◆ TASK ITEM
Copy every record word for word.

◆ GIVEN DATA

#![warn(missing_docs)]
//! Module for additional uom macros that facilitate the creation of single unit values
/// helper macro to create the units
#[macro_export]
macro_rules! uom_unit_creator {
    ($unit:ident, $unit_type:ident, $val1:expr) => {
        $unit_type::new::<$unit>($val1)
    };
}

///macro to create a Length in meter
#[macro_export]
macro_rules! meter {
    ($x:expr) => {{
        use uom::si::{f64::Length, length::meter};
        $crate::uom_unit_creator![meter, Length, $x]
    }};
}
///macro to create a Length in nanometer
#[macro_export]
macro_rules! nanometer {
    ($x:expr) => {{
        use uom::si::{f64::Length, length::nanometer};
        $crate::uom_unit_creator![nanometer, Length, $x]
    }};
}
///macro to create an Angle in radian
#[macro_export]
macro_rules! radian {
    ($x:expr) => {{
        use uom::si::{angle::radian, f64::Angle};
        $crate::uom_unit_creator![radian, Angle, $x]
    }};
}
///macro to create an Angle in degree
#[macro_export]
macro_rules! degree {
    ($x:expr) => {{
        use uom::si::{angle::degree, f64::Angle};
        $crate::uom_unit_creator![degree, Angle, $x]
    }};
}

◆ ANSWER FOR THIS EXERCISE
#![warn(missing_docs)]
//! Module for additional uom macros that facilitate the creation of single unit values
/// helper macro to create the units
#[macro_export]
macro_rules! uom_unit_creator {
    ($unit:ident, $unit_type:ident, $val1:expr) => {
        $unit_type::new::<$unit>($val1)
    };
}

///macro to create a Length in meter
#[macro_export]
macro_rules! meter {
    ($x:expr) => {{
        use uom::si::{f64::Length, length::meter};
        $crate::uom_unit_creator![meter, Length, $x]
    }};
}
///macro to create a Length in nanometer
#[macro_export]
macro_rules! nanometer {
    ($x:expr) => {{
        use uom::si::{f64::Length, length::nanometer};
        $crate::uom_unit_creator![nanometer, Length, $x]
    }};
}
///macro to create an Angle in radian
#[macro_export]
macro_rules! radian {
    ($x:expr) => {{
        use uom::si::{angle::radian, f64::Angle};
        $crate::uom_unit_creator![radian, Angle, $x]
    }};
}
///macro to create an Angle in degree
#[macro_export]
macro_rules! degree {
    ($x:expr) => {{
        use uom::si::{angle::degree, f64::Angle};
        $crate::uom_unit_creator![degree, Angle, $x]
    }};
}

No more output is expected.